Walter Roberson el 14 de Dic. de 2015

The easiest way is to do the generalized rotation that you already said was too complicated; however if you are willing to constrain the orientations then there might be an easier way.

yogesh jain el 14 de Dic. de 2015

yes , you are right . but the code u provided is for general cone . How we can alter that for rotated and shifted cone ? is my question . Thank you .

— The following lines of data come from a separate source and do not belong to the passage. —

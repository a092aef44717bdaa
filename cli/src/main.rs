mod commands;
mod terminal;

use std::path::Path;

use anyhow::Context;
use commands::edit::Change;
use commands::{CommandLine, Commands, edit, list, reformat, search, status};
use onhands_common::config::Config;

use crate::terminal::logging;

#[tokio::main]
async fn main() -> anyhow::Result<()> {
    let commands = CommandLine::parse_args();

    logging::init_logging(commands.quiet);

    let config_path = commands.config.as_deref();
    let quiet = commands.quiet;

    match &commands.command {
        Commands::Add(args) => edit::edit(Change::Add, args, &load_config(config_path)?).await,
        Commands::Rm(args) => edit::edit(Change::Remove, args, &load_config(config_path)?).await,
        Commands::Search(args) => search::search(args, &load_config(config_path)?, quiet).await,
        Commands::Status => status::status(&load_config(config_path)?, quiet).await,
        Commands::List => list::list(&load_config(config_path)?, quiet).await,
        Commands::Reformat(args) => reformat::reformat(args),
    }
}

/// Only commands that reach the sheet need a configuration.
fn load_config(path: Option<&Path>) -> anyhow::Result<Config> {
    Config::load(path).context("failed to load configuration")
}
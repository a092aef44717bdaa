//! # Sync Engine
//!
//! Reads the whole sheet into a [`Collection`] and writes a collection back.
//!
//! A write is several remote calls in sequence:
//!
//! 1. read the current row count;
//! 2. grow or shrink the sheet to `HEADER_ROWS + entries`;
//! 3. write every data row in one range operation;
//! 4. refresh the borders of the quantity block.
//!
//! It is **not** transactional. A failure after step 2 leaves the sheet with a
//! row count that does not match its contents (blank or stale rows), and a
//! failure in step 4 leaves values written without refreshed borders. Nothing
//! guards against another writer editing the sheet between a read and a write.

use thiserror::Error;
use tracing::{debug, info, warn};

use onhands_common::error::CollectionError;
use onhands_common::inventory::Collection;

use crate::codec::{self, CodecError, FIRST_QUANTITY_COL, HEADER_ROWS, LAST_COL};
use crate::store::{CellBlock, SheetStore, StoreError};

#[derive(Debug, Error)]
pub enum SyncError {
    #[error(transparent)]
    Store(#[from] StoreError),

    #[error("row {row}: {source}")]
    Decode {
        row: usize,
        #[source]
        source: CodecError,
    },

    #[error(transparent)]
    Collection(#[from] CollectionError),
}

/// What a write did to the sheet.
#[derive(Clone, Copy, Debug, PartialEq, Eq)]
pub struct WriteSummary {
    pub rows_before: usize,
    pub rows_after: usize,
    pub entries: usize,
}

/// Drives one [`SheetStore`]. The store handle is owned by the engine rather
/// than shared, so one engine is one session against one sheet.
pub struct SyncEngine<S> {
    store: S,
}

impl<S: SheetStore> SyncEngine<S> {
    pub fn new(store: S) -> Self {
        Self { store }
    }

    pub fn store(&self) -> &S {
        &self.store
    }

    /// Decodes every data row below the header into a collection.
    ///
    /// Several rows for the same identity are summed. Fully blank rows, which
    /// an interrupted write can leave behind, are skipped.
    pub async fn read(&self) -> Result<Collection, SyncError> {
        info!("Reading in spreadsheet...");
        let first_row = HEADER_ROWS + 1;
        let rows = self.store.read_rows(first_row, LAST_COL).await?;

        let mut collection = Collection::empty();
        for (offset, row) in rows.iter().enumerate() {
            let row_number = first_row + offset;
            if codec::is_blank(row) {
                warn!("Skipping blank row {row_number}");
                continue;
            }

            let (identity, vector) = codec::decode(row).map_err(|source| SyncError::Decode {
                row: row_number,
                source,
            })?;

            if collection.lookup(&identity).is_ok() {
                // Summed to match insert-or-merge, but most likely a typo on the sheet.
                warn!("Duplicate row {row_number} for {identity}; quantities are summed");
            }
            collection.insert_or_merge(identity, vector);
        }

        debug!("decoded {} rows into {} entries", rows.len(), collection.len());
        Ok(collection)
    }

    /// Replaces the sheet's data rows with `collection`.
    ///
    /// Zero entries are pruned first, so the sheet ends up with exactly
    /// `HEADER_ROWS + collection.prune().len()` rows.
    pub async fn write(&self, collection: &Collection) -> Result<WriteSummary, SyncError> {
        let entries = collection.clone().prune();

        let rows_before = self.store.row_count().await?;
        let rows_after = HEADER_ROWS + entries.len();

        // Row count must be settled before the value write.
        info!("Updating number of rows in spreadsheet...");
        if rows_after > rows_before {
            debug!("inserting {} rows", rows_after - rows_before);
            self.store
                .insert_rows(rows_before + 1, rows_after - rows_before)
                .await?;
        } else if rows_after < rows_before {
            debug!("deleting rows {}..={}", rows_after + 1, rows_before);
            self.store.delete_rows(rows_after + 1, rows_before).await?;
        }

        let rows = encode_rows(&entries);
        if rows.is_empty() {
            info!("Sheet is now empty.");
        } else {
            info!("Updating spreadsheet values...");
            self.store.write_rows(HEADER_ROWS + 1, &rows).await?;

            info!("Updating spreadsheet borders...");
            self.store
                .apply_borders(CellBlock {
                    first_row: HEADER_ROWS + 1,
                    last_row: rows_after,
                    first_col: FIRST_QUANTITY_COL,
                    last_col: LAST_COL,
                })
                .await?;
        }

        info!("Done.");
        Ok(WriteSummary {
            rows_before,
            rows_after,
            entries: entries.len(),
        })
    }

    /// Reads the sheet, adds `delta` and writes the sum back.
    pub async fn add(&self, delta: &Collection) -> Result<WriteSummary, SyncError> {
        let current = self.read().await?;
        self.write(&current.merge(delta)).await
    }

    /// Reads the sheet, removes `delta` and writes the rest back.
    ///
    /// The subtraction is checked in full before anything is written.
    pub async fn remove(&self, delta: &Collection) -> Result<WriteSummary, SyncError> {
        let current = self.read().await?;
        let remaining = current.difference(delta)?;
        self.write(&remaining).await
    }
}

/// Encodes `collection` in identity order, one row per entry, numbered from
/// the first row after the header.
pub fn encode_rows(collection: &Collection) -> Vec<Vec<String>> {
    collection
        .iter()
        .enumerate()
        .map(|(i, (identity, vector))| codec::encode(identity, vector, HEADER_ROWS + 1 + i))
        .collect()
}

Walter Roberson el 14 de Dic. de 2015

This code here is for the very specific case of a cone whose tip is at x = 0 and y = 0 and for which the center of the base is at (0,0,0) . To extend this to rotated and shifted cones can require the whole power of that link from earlier that worked out rotations in 3 space along an arbitrary center. Perhaps I could work out an easier way... but it is 04:40 in the morning here and I am not going to think about it until after I sleep and you have described exactly which axes of rotations are permitted for your situation. Remember, any cone anywhere in space could be described as having only been rotated and shifted. For example in your earlier question about cylinders you talked about it being rotated only around z: does that hold true for this as well? Rotate around z and then translate?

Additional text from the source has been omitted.